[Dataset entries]

↓

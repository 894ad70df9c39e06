use std::fmt::{self, Display};

use chrono::{DateTime, Utc};
use getset::Getters;
use serde::{Deserialize, Serialize};
use typed_builder::TypedBuilder;

use super::FilePath;

//--------------------------------------------------------------------------------------------------
// Constants
//--------------------------------------------------------------------------------------------------

const S_IFMT: u32 = 0o170000;
const S_IFSOCK: u32 = 0o140000;
const S_IFLNK: u32 = 0o120000;
const S_IFREG: u32 = 0o100000;
const S_IFBLK: u32 = 0o060000;
const S_IFDIR: u32 = 0o040000;
const S_IFCHR: u32 = 0o020000;
const S_IFIFO: u32 = 0o010000;

//--------------------------------------------------------------------------------------------------
// Types
//--------------------------------------------------------------------------------------------------

/// The type of a file as described by an archive entry.
#[derive(Debug, Clone, Copy, PartialEq, Eq, Hash, PartialOrd, Ord, Serialize, Deserialize)]
#[serde(rename_all = "kebab-case")]
pub enum FileType {
    /// A regular file
    Regular,

    /// A hardlink to another entry in the same layer
    HardLink,

    /// A symbolic link
    SymLink,

    /// A character device
    CharacterDevice,

    /// A block device
    BlockDevice,

    /// A directory
    Directory,

    /// A named pipe
    Fifo,

    /// A unix domain socket
    Socket,

    /// Anything the mode bits do not describe
    Irregular,
}

/// The metadata of a single archive entry in a layer.
///
/// Only `path` and `file_type` are required, the remaining fields default to empty values.
#[derive(Debug, Clone, PartialEq, Eq, Getters, TypedBuilder, Serialize, Deserialize)]
#[getset(get = "pub with_prefix")]
pub struct Metadata {
    /// The path the entry is described at
    #[builder(setter(into))]
    path: FilePath,

    /// The type of the entry
    file_type: FileType,

    /// The raw target of a link entry
    #[builder(default, setter(strip_option, into))]
    #[serde(default, skip_serializing_if = "Option::is_none")]
    link_destination: Option<String>,

    /// The size of the entry in bytes
    #[builder(default)]
    #[serde(default)]
    size: u64,

    /// The permission and type bits of the entry
    #[builder(default)]
    #[serde(default)]
    mode: u32,

    /// The owning user id
    #[builder(default)]
    #[serde(default)]
    uid: u32,

    /// The owning group id
    #[builder(default)]
    #[serde(default)]
    gid: u32,

    /// The last modification time of the entry
    #[builder(default, setter(strip_option))]
    #[serde(default, skip_serializing_if = "Option::is_none")]
    mod_time: Option<DateTime<Utc>>,

    /// The detected MIME type of the content
    #[builder(default, setter(strip_option, into))]
    #[serde(default, skip_serializing_if = "Option::is_none")]
    mime_type: Option<String>,
}

//--------------------------------------------------------------------------------------------------
// Methods
//--------------------------------------------------------------------------------------------------

impl FileType {
    /// Derives the file type from the type bits of a unix mode.
    pub fn from_mode(mode: u32) -> Self {
        match mode & S_IFMT {
            S_IFSOCK => FileType::Socket,
            S_IFLNK => FileType::SymLink,
            S_IFREG => FileType::Regular,
            S_IFBLK => FileType::BlockDevice,
            S_IFDIR => FileType::Directory,
            S_IFCHR => FileType::CharacterDevice,
            S_IFIFO => FileType::Fifo,
            _ => FileType::Irregular,
        }
    }

    /// Returns `true` for symlinks and hardlinks.
    pub fn is_link(&self) -> bool {
        matches!(self, FileType::SymLink | FileType::HardLink)
    }
}

impl Metadata {
    /// Returns `true` if the entry is a whiteout marker.
    pub fn is_whiteout(&self) -> bool {
        self.path.is_whiteout()
    }
}

//--------------------------------------------------------------------------------------------------
// Trait Implementations
//--------------------------------------------------------------------------------------------------

impl Display for FileType {
    fn fmt(&self, f: &mut fmt::Formatter<'_>) -> fmt::Result {
        let name = match self {
            FileType::Regular => "regular file",
            FileType::HardLink => "hardlink",
            FileType::SymLink => "symlink",
            FileType::CharacterDevice => "character device",
            FileType::BlockDevice => "block device",
            FileType::Directory => "directory",
            FileType::Fifo => "fifo",
            FileType::Socket => "socket",
            FileType::Irregular => "irregular file",
        };

        write!(f, "{name}")
    }
}

//--------------------------------------------------------------------------------------------------
// Tests
//--------------------------------------------------------------------------------------------------
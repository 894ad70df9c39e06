use futures::stream;
use layertree::{
    file::{FilePath, FileType, Metadata, ReferenceIdGenerator},
    filetree::{FileTree, LayerBuilder, LinkResolutionOption, UnionTree},
    index::{Index, SearchContext},
};

//--------------------------------------------------------------------------------------------------
// Constants
//--------------------------------------------------------------------------------------------------

/// Entries of a base layer, as a tar decoder would emit them
const BASE_LAYER: &str = r#"[
    { "path": "bin", "file_type": "directory", "mode": 16877 },
    { "path": "bin/busybox", "file_type": "regular", "size": 919304, "mode": 33261, "mime_type": "application/x-executable" },
    { "path": "bin/sh", "file_type": "sym-link", "link_destination": "/bin/busybox", "mode": 41471 },
    { "path": "bin/ls", "file_type": "hard-link", "link_destination": "bin/busybox", "mode": 33261 },
    { "path": "dev/console", "file_type": "character-device", "mode": 8576 },
    { "path": "etc/os-release", "file_type": "regular", "size": 164, "mode": 33188, "mod_time": "2024-06-01T12:00:00Z" },
    { "path": "etc/motd", "file_type": "regular", "size": 283, "mode": 33188 }
]"#;

/// Entries of a layer on top of the base layer
const UPPER_LAYER: &str = r#"[
    { "path": "etc/.wh.motd", "file_type": "regular" },
    { "path": "etc/os-release", "file_type": "regular", "size": 170, "mode": 33188 },
    { "path": "usr/local/bin/app", "file_type": "regular", "size": 4096, "mode": 33261, "mime_type": "application/x-executable" }
]"#;

//--------------------------------------------------------------------------------------------------
// Tests
//--------------------------------------------------------------------------------------------------

#[test_log::test(tokio::test)]
async fn test_layers_from_decoded_records() -> anyhow::Result<()> {
    let generator = ReferenceIdGenerator::new();
    let index = Index::new();

    let base = build_layer(&generator, &index, BASE_LAYER).await?;
    let upper = build_layer(&generator, &index, UPPER_LAYER).await?;
    assert_eq!(index.len(), 10);

    let squashed = UnionTree::from_layers([&base, &upper]).squash()?;

    assert!(!squashed.has_path("/etc/motd", &[]));
    assert!(squashed.has_path("/dev/console", &[]));
    assert!(squashed.has_path("/usr/local/bin/app", &[]));

    let ls = squashed
        .file("/bin/ls", &[LinkResolutionOption::FollowBasenameLinks])?
        .and_then(|resolution| resolution.reference)
        .map(|reference| reference.real_path);
    assert_eq!(ls, Some(FilePath::new("/bin/busybox")));

    let os_release = squashed
        .file("/etc/os-release", &[])?
        .and_then(|resolution| resolution.reference)
        .and_then(|reference| index.get(reference.id));
    assert_eq!(
        os_release.map(|entry| *entry.metadata.get_size()),
        Some(170)
    );

    let devices = index.get_by_file_type(FileType::CharacterDevice);
    assert_eq!(devices.len(), 1);
    assert_eq!(*devices[0].metadata.get_mode(), 8576);
    assert_eq!(FileType::from_mode(8576), FileType::CharacterDevice);

    let context = SearchContext::new(&squashed, Some(&index));
    let executables = context.search_by_mime_type(&["application/x-executable"])?;
    assert_eq!(
        executables
            .iter()
            .map(|resolution| resolution.request_path.to_string())
            .collect::<Vec<_>>(),
        vec!["/bin/busybox", "/usr/local/bin/app"]
    );

    Ok(())
}

#[test_log::test(tokio::test)]
async fn test_layers_concurrent_lookups_on_squashed_tree() -> anyhow::Result<()> {
    let generator = ReferenceIdGenerator::new();
    let index = Index::new();

    let base = build_layer(&generator, &index, BASE_LAYER).await?;
    let squashed = std::sync::Arc::new(UnionTree::from_layers([&base]).squash()?);

    let mut handles = Vec::new();
    for path in ["/bin/sh", "/bin/ls", "/etc/os-release", "/missing"] {
        let squashed = squashed.clone();
        handles.push(tokio::spawn(async move {
            squashed.has_path(path, &[LinkResolutionOption::FollowBasenameLinks])
        }));
    }

    let mut found = Vec::new();
    for handle in handles {
        found.push(handle.await?);
    }
    assert_eq!(found, vec![true, true, true, false]);

    Ok(())
}

//--------------------------------------------------------------------------------------------------
// Functions: Helpers
//--------------------------------------------------------------------------------------------------

async fn build_layer(
    generator: &ReferenceIdGenerator,
    index: &Index,
    records: &str,
) -> anyhow::Result<FileTree> {
    let entries: Vec<Metadata> = serde_json::from_str(records)?;

    let mut tree = FileTree::with_id_generator(generator.clone());
    LayerBuilder::new(&mut tree, index)
        .add_stream(stream::iter(entries))
        .await?;

    Ok(tree)
}
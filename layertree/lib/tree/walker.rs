use crate::LayerTreeResult;

use super::{Node, NodeId, Tree};

//--------------------------------------------------------------------------------------------------
// Types
//--------------------------------------------------------------------------------------------------

type Predicate<'a, N> = Box<dyn Fn(&N) -> bool + 'a>;

/// Conditions that steer a [`DepthFirstWalker`].
///
/// - `should_terminate`: stops the whole walk when it returns `true` for a node
/// - `should_visit`: skips the visitor for a node when it returns `false`
/// - `should_continue_branch`: prunes the children of a node when it returns `false`
///
/// A missing condition never terminates, always visits and always continues.
pub struct WalkConditions<'a, N> {
    should_terminate: Option<Predicate<'a, N>>,
    should_visit: Option<Predicate<'a, N>>,
    should_continue_branch: Option<Predicate<'a, N>>,
}

/// Walks a [`Tree`] depth first, visiting every node before its children.
///
/// Children are walked in id order, so the visiting order of a given tree is stable.
pub struct DepthFirstWalker<'a, N> {
    tree: &'a Tree<N>,
    conditions: WalkConditions<'a, N>,
}

//--------------------------------------------------------------------------------------------------
// Methods
//--------------------------------------------------------------------------------------------------

impl<'a, N> WalkConditions<'a, N> {
    /// Creates conditions that visit every node.
    pub fn new() -> Self {
        Self {
            should_terminate: None,
            should_visit: None,
            should_continue_branch: None,
        }
    }

    /// Sets the condition that stops the walk.
    pub fn with_should_terminate(mut self, condition: impl Fn(&N) -> bool + 'a) -> Self {
        self.should_terminate = Some(Box::new(condition));
        self
    }

    /// Sets the condition that decides whether a node is passed to the visitor.
    pub fn with_should_visit(mut self, condition: impl Fn(&N) -> bool + 'a) -> Self {
        self.should_visit = Some(Box::new(condition));
        self
    }

    /// Sets the condition that decides whether the children of a node are walked.
    pub fn with_should_continue_branch(mut self, condition: impl Fn(&N) -> bool + 'a) -> Self {
        self.should_continue_branch = Some(Box::new(condition));
        self
    }

    fn terminates(&self, node: &N) -> bool {
        self.should_terminate
            .as_ref()
            .map(|condition| condition(node))
            .unwrap_or(false)
    }

    fn visits(&self, node: &N) -> bool {
        self.should_visit
            .as_ref()
            .map(|condition| condition(node))
            .unwrap_or(true)
    }

    fn continues(&self, node: &N) -> bool {
        self.should_continue_branch
            .as_ref()
            .map(|condition| condition(node))
            .unwrap_or(true)
    }
}

impl<'a, N: Node> DepthFirstWalker<'a, N> {
    /// Creates a new walker over `tree`.
    pub fn new(tree: &'a Tree<N>, conditions: WalkConditions<'a, N>) -> Self {
        Self { tree, conditions }
    }

    /// Walks every root of the tree.
    ///
    /// The walk stops at the first error returned by `visitor`.
    pub fn walk(&self, visitor: impl FnMut(&N) -> LayerTreeResult<()>) -> LayerTreeResult<()> {
        let roots = self.tree.roots().into_iter().map(Node::id).collect();
        self.walk_from(roots, visitor)
    }

    /// Walks the subtree rooted at the node with the given id.
    pub fn walk_subtree(
        &self,
        from: &NodeId,
        visitor: impl FnMut(&N) -> LayerTreeResult<()>,
    ) -> LayerTreeResult<()> {
        self.walk_from(vec![from.clone()], visitor)
    }

    fn walk_from(
        &self,
        starts: Vec<NodeId>,
        mut visitor: impl FnMut(&N) -> LayerTreeResult<()>,
    ) -> LayerTreeResult<()> {
        let mut stack: Vec<NodeId> = starts.into_iter().rev().collect();
        while let Some(id) = stack.pop() {
            let Some(node) = self.tree.node(&id) else {
                continue;
            };

            if self.conditions.terminates(node) {
                break;
            }

            if self.conditions.visits(node) {
                visitor(node)?;
            }

            if self.conditions.continues(node) {
                stack.extend(self.tree.child_ids(&id).rev().cloned());
            }
        }

        Ok(())
    }
}

//--------------------------------------------------------------------------------------------------
// Trait Implementations
//--------------------------------------------------------------------------------------------------

impl<N> Default for WalkConditions<'_, N> {
    fn default() -> Self {
        Self::new()
    }
}

//--------------------------------------------------------------------------------------------------
// Tests
//--------------------------------------------------------------------------------------------------
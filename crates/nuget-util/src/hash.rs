/// Compute the BLAKE3 hash of a byte slice, returning the hex-encoded digest.
#[must_use]
pub fn blake3_bytes(data: &[u8]) -> String {
    blake3::hash(data).to_hex().to_string()
}

/// Combine digests into one without regard to their order.
///
/// The parts are sorted before hashing, so any permutation of the same
/// multiset of digests produces the same result. A `tag` is mixed in first
/// so that callers can keep different kinds of values apart.
#[must_use]
pub fn combine_unordered(tag: &[u8], mut parts: Vec<[u8; 32]>) -> [u8; 32] {
    parts.sort_unstable();

    let mut hasher = blake3::Hasher::new();
    hasher.update(&(tag.len() as u64).to_le_bytes());
    hasher.update(tag);
    hasher.update(&(parts.len() as u64).to_le_bytes());
    for part in &parts {
        hasher.update(part);
    }
    *hasher.finalize().as_bytes()
}
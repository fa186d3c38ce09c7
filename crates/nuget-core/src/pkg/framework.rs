//! Target framework names.
//!
//! Assets files key targets by full framework names such as
//! `.NETCoreApp,Version=v8.0`; users and lock files use short folder names
//! such as `net8.0`.

/// Short folder name for a framework.
///
/// Names that are already short, or whose identifier is not recognised,
/// come back unchanged.
#[must_use]
pub fn short_folder_name(framework: &str) -> String {
    let Some((identifier, rest)) = framework.split_once(',') else {
        return framework.to_string();
    };

    let Some(version) = rest
        .split(',')
        .map(str::trim)
        .find_map(|part| part.strip_prefix("Version="))
    else {
        return framework.to_string();
    };
    let version = version.trim_start_matches(['v', 'V']);
    let parts: Vec<u32> = version
        .split('.')
        .map(|p| p.parse().unwrap_or(0))
        .collect();
    let major = parts.first().copied().unwrap_or(0);
    let minor = parts.get(1).copied().unwrap_or(0);
    let build = parts.get(2).copied().unwrap_or(0);

    match identifier.trim().to_ascii_lowercase().as_str() {
        ".netcoreapp" if major >= 5 => format!("net{major}.{minor}"),
        ".netcoreapp" => format!("netcoreapp{major}.{minor}"),
        ".netstandard" => format!("netstandard{major}.{minor}"),
        ".netframework" => {
            if build > 0 {
                format!("net{major}{minor}{build}")
            } else {
                format!("net{major}{minor}")
            }
        }
        _ => framework.to_string(),
    }
}

/// True if two framework names refer to the same framework, comparing
/// short folder names case-insensitively.
#[must_use]
pub fn frameworks_match(a: &str, b: &str) -> bool {
    short_folder_name(a).eq_ignore_ascii_case(&short_folder_name(b))
}

/// Split a target key `<framework>[/<rid>]`.
#[must_use]
pub fn split_target_key(key: &str) -> (&str, Option<&str>) {
    match key.split_once('/') {
        Some((framework, rid)) if !rid.is_empty() => (framework, Some(rid)),
        Some((framework, _)) => (framework, None),
        None => (key, None),
    }
}
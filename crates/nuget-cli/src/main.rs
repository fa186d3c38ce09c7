#![deny(clippy::all)]
#![warn(clippy::pedantic)]
#![allow(clippy::module_name_repetitions)]
#![allow(clippy::needless_pass_by_value)]
#![allow(clippy::too_many_lines)]
#![allow(clippy::missing_errors_doc)]
#![allow(clippy::doc_markdown)]

mod commands;
mod logging;

use clap::Parser;
use nuget_core::Config;
use miette::Result;
use std::path::PathBuf;

#[derive(Parser, Debug)]
#[command(name = "nuget")]
#[command(author, version, about = "Inspect NuGet dependency paths, lock files and the global packages folder", long_about = None)]
struct Cli {
    /// Increase logging verbosity (-v for DEBUG, -vv for TRACE)
    #[arg(short, long, action = clap::ArgAction::Count, global = true)]
    verbose: u8,

    /// Emit JSON formatted output (stable, machine-readable)
    #[arg(long, global = true)]
    json: bool,

    /// Override the working directory
    #[arg(long, global = true, value_name = "PATH")]
    cwd: Option<PathBuf>,

    /// Global packages folder (defaults to NUGET_PACKAGES or ~/.nuget/packages)
    #[arg(long, global = true, value_name = "PATH")]
    packages: Option<PathBuf>,

    /// Fallback packages folder, consulted after the global folder (repeatable)
    #[arg(long = "fallback", global = true, value_name = "PATH")]
    fallback: Vec<PathBuf>,

    #[command(subcommand)]
    command: Option<Commands>,
}

#[derive(clap::Subcommand, Debug)]
enum Commands {
    /// Print version information
    Version,

    /// Show the dependency paths that bring a package into a project
    Why {
        /// [PROJECT|SOLUTION] PACKAGE; the path defaults to the working directory
        #[arg(value_name = "ARGS", num_args = 1..=2, required = true)]
        args: Vec<String>,

        /// Only inspect these target frameworks (repeatable)
        #[arg(short = 'f', long = "framework", value_name = "FRAMEWORK")]
        frameworks: Vec<String>,
    },

    /// Inspect the global packages folder
    Cache {
        #[command(subcommand)]
        cache_cmd: CacheCommands,
    },

    /// Inspect packages.lock.json files
    Lock {
        #[command(subcommand)]
        lock_cmd: LockCommands,
    },
}

#[derive(clap::Subcommand, Debug)]
enum CacheCommands {
    /// Find an installed package across the global and fallback folders
    Find {
        /// Package id
        id: String,

        /// Exact version; omit to list every installed version
        version: Option<String>,
    },

    /// List installed versions of a package in the global folder
    Versions {
        /// Package id
        id: String,
    },
}

#[derive(clap::Subcommand, Debug)]
enum LockCommands {
    /// Summarise a lock file
    Show {
        /// Lock file or directory containing one (defaults to the working directory)
        path: Option<PathBuf>,

        /// Compare with another lock file, ignoring content hashes
        #[arg(long, value_name = "OTHER")]
        compare: Option<PathBuf>,
    },
}

fn main() -> Result<()> {
    let cli = Cli::parse();

    // Determine working directory
    let cwd = cli
        .cwd
        .or_else(|| std::env::current_dir().ok())
        .unwrap_or_else(|| PathBuf::from("."));

    let config = Config::new(cwd.clone())
        .with_verbosity(cli.verbose)
        .with_json_logs(cli.json)
        .with_packages_folder(cli.packages)
        .with_fallback_folders(cli.fallback);

    logging::init(config.verbosity, config.json_logs);

    match cli.command {
        Some(Commands::Version) | None => commands::version::run(),
        Some(Commands::Why { args, frameworks }) => {
            let span = tracing::info_span!("why", cmd = "why", cwd = %cwd.display());
            let _guard = span.enter();
            commands::why::run(&config, &args, &frameworks, cli.json)
        }
        Some(Commands::Cache { cache_cmd }) => {
            let span = tracing::info_span!("cache", cmd = "cache", cwd = %cwd.display());
            let _guard = span.enter();
            match cache_cmd {
                CacheCommands::Find { id, version } => {
                    commands::cache::find(&config, &id, version.as_deref(), cli.json)
                }
                CacheCommands::Versions { id } => commands::cache::versions(&config, &id, cli.json),
            }
        }
        Some(Commands::Lock { lock_cmd }) => match lock_cmd {
            LockCommands::Show { path, compare } => {
                commands::lock::show(&config, path.as_deref(), compare.as_deref(), cli.json)
            }
        },
    }
}
//! The `.nupkg.metadata` completion marker.
//!
//! Written into an install folder once extraction has finished. Its presence
//! is what marks an install as complete.

use super::error::PkgError;
use serde::{Deserialize, Serialize};
use std::path::Path;

/// Format version written into new metadata files.
pub const NUPKG_METADATA_FORMAT_VERSION: i32 = 2;

/// Contents of a `.nupkg.metadata` file.
#[derive(Debug, Clone, PartialEq, Eq, Serialize, Deserialize)]
#[serde(rename_all = "camelCase")]
pub struct NupkgMetadataFile {
    pub version: i32,
    pub content_hash: String,
    #[serde(default)]
    pub source: Option<String>,
}

impl NupkgMetadataFile {
    #[must_use]
    pub fn new(content_hash: impl Into<String>) -> Self {
        Self {
            version: NUPKG_METADATA_FORMAT_VERSION,
            content_hash: content_hash.into(),
            source: None,
        }
    }

    /// Read a metadata file.
    ///
    /// # Errors
    /// Returns `PKG_METADATA_INVALID` if the file cannot be read or parsed.
    pub fn read(path: &Path) -> Result<Self, PkgError> {
        let content = nuget_util::fs::read_to_string_lossy(path)
            .map_err(|e| PkgError::metadata_invalid(path, e))?;
        serde_json::from_str(&content).map_err(|e| PkgError::metadata_invalid(path, e))
    }

    /// Write the metadata file atomically.
    ///
    /// # Errors
    /// Returns `PKG_METADATA_WRITE_FAILED` if serialization or the write fails.
    pub fn write(&self, path: &Path) -> Result<(), PkgError> {
        let content = serde_json::to_string_pretty(self)
            .map_err(|e| PkgError::metadata_write_failed(path, e))?;
        nuget_util::fs::atomic_write(path, content.as_bytes())
            .map_err(|e| PkgError::metadata_write_failed(path, e))
    }
}

#[cfg(test)]
mod tests {
    use super::*;
    use crate::pkg::error::codes;

    #[test]
    fn test_json_shape() {
        let json = serde_json::to_value(NupkgMetadataFile::new("abc==")).unwrap();
        assert_eq!(
            json,
            serde_json::json!({ "version": 2, "contentHash": "abc==", "source": null })
        );
    }

    #[test]
    fn test_source_is_optional_on_read() {
        let parsed: NupkgMetadataFile =
            serde_json::from_str(r#"{"version":1,"contentHash":"h"}"#).unwrap();
        assert_eq!(parsed.version, 1);
        assert_eq!(parsed.content_hash, "h");
        assert_eq!(parsed.source, None);
    }

    #[test]
    fn test_write_then_read() {
        let dir = tempfile::tempdir().unwrap();
        let path = dir.path().join(".nupkg.metadata");

        let mut original = NupkgMetadataFile::new("hash");
        original.source = Some("https://api.nuget.org/v3/index.json".to_string());
        original.write(&path).unwrap();

        assert_eq!(NupkgMetadataFile::read(&path).unwrap(), original);
    }

    #[test]
    fn test_read_invalid() {
        let dir = tempfile::tempdir().unwrap();
        let path = dir.path().join(".nupkg.metadata");
        std::fs::write(&path, "{").unwrap();

        let err = NupkgMetadataFile::read(&path).unwrap_err();
        assert_eq!(err.code(), codes::PKG_METADATA_INVALID);
    }
}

↑

Pull from the data each line where the string "LockCommands" turns up.

**REPLY**:
        lock_cmd: LockCommands,
enum LockCommands {
            LockCommands::Show { path, compare } => {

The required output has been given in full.